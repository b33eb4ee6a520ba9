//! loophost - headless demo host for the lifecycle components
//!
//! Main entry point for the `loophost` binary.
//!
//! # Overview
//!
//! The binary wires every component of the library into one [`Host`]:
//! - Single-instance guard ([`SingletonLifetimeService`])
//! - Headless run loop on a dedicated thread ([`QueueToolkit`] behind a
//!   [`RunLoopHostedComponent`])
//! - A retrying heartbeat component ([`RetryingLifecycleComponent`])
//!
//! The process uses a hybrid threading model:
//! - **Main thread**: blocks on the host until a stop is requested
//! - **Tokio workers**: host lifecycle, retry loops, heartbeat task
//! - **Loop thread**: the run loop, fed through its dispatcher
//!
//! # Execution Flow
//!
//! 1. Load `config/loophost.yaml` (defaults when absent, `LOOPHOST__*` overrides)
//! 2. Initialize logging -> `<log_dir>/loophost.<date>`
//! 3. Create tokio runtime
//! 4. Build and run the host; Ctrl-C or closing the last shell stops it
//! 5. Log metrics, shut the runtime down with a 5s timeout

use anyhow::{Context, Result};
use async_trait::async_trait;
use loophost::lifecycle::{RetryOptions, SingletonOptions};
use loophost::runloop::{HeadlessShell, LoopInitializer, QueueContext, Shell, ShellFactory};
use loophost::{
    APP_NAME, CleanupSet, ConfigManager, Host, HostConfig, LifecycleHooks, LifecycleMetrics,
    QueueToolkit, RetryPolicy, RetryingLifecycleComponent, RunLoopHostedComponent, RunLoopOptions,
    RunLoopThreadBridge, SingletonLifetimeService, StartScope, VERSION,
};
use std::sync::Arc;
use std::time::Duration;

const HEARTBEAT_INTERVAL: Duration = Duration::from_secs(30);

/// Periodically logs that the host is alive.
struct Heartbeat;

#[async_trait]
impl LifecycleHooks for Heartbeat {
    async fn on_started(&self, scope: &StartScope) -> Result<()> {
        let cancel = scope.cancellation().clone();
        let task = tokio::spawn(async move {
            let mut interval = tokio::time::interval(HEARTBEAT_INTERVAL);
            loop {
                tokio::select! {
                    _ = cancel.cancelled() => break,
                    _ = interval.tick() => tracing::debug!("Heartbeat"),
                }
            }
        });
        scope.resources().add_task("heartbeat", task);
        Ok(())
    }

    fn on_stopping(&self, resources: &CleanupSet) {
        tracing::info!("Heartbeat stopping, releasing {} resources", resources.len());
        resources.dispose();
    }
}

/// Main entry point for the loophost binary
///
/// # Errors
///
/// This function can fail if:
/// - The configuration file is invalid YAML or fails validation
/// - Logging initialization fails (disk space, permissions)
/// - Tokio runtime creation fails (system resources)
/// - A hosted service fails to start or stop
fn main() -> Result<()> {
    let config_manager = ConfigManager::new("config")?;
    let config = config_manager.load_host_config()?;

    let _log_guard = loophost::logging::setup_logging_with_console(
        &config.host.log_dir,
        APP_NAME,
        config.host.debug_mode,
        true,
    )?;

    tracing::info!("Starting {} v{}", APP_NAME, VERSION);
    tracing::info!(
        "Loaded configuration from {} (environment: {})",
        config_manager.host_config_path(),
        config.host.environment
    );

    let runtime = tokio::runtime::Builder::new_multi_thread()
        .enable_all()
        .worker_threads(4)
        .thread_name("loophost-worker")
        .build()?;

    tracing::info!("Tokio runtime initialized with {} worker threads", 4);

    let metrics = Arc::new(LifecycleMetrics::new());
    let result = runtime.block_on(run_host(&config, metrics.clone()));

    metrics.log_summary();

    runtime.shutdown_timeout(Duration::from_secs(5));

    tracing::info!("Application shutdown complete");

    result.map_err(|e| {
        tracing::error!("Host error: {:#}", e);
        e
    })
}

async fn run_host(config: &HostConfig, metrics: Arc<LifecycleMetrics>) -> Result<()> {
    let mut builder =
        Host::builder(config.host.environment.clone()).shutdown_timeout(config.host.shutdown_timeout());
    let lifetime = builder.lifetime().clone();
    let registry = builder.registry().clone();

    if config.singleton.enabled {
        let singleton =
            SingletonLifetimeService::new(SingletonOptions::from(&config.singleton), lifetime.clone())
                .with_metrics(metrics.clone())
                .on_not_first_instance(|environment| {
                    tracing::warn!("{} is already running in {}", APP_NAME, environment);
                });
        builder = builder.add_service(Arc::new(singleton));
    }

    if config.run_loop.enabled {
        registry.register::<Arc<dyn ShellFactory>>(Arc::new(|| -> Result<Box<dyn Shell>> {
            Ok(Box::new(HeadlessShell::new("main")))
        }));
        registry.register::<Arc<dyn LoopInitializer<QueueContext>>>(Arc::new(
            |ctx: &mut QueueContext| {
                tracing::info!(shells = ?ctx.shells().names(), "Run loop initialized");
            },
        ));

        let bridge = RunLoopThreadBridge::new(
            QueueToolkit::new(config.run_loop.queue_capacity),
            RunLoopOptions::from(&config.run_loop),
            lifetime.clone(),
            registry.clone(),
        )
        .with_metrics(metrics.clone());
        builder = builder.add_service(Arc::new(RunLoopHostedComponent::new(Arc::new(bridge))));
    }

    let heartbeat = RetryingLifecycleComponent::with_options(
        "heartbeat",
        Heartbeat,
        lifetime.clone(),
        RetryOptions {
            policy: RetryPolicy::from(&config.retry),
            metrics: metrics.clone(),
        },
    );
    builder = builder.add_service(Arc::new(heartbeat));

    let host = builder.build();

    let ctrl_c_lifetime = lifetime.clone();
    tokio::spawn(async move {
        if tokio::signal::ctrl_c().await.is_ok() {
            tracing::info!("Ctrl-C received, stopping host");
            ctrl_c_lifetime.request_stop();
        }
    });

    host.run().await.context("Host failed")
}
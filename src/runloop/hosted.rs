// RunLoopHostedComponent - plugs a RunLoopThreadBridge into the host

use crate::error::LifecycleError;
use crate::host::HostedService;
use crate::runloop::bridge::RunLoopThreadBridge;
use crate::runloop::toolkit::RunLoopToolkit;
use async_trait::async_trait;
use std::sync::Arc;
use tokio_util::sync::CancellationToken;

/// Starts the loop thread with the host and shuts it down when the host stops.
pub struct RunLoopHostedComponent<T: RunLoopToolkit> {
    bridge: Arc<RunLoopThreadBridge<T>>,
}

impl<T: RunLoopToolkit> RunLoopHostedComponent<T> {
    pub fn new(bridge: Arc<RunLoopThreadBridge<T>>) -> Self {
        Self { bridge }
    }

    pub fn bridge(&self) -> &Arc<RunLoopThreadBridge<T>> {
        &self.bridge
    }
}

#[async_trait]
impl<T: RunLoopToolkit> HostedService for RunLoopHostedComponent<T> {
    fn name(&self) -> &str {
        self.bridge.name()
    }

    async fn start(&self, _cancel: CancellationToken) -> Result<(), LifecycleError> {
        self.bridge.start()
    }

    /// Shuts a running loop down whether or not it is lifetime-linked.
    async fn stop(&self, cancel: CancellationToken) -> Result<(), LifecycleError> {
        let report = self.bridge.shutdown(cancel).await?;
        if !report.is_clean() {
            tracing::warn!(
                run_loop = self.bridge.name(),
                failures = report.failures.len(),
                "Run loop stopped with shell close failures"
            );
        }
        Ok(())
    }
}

--- What to produce ---
Read through the lines above and collect those that contain the string "into".

--- Written answer ---
//! The binary wires every component of the library into one [`Host`]:
// RunLoopHostedComponent - plugs a RunLoopThreadBridge into the host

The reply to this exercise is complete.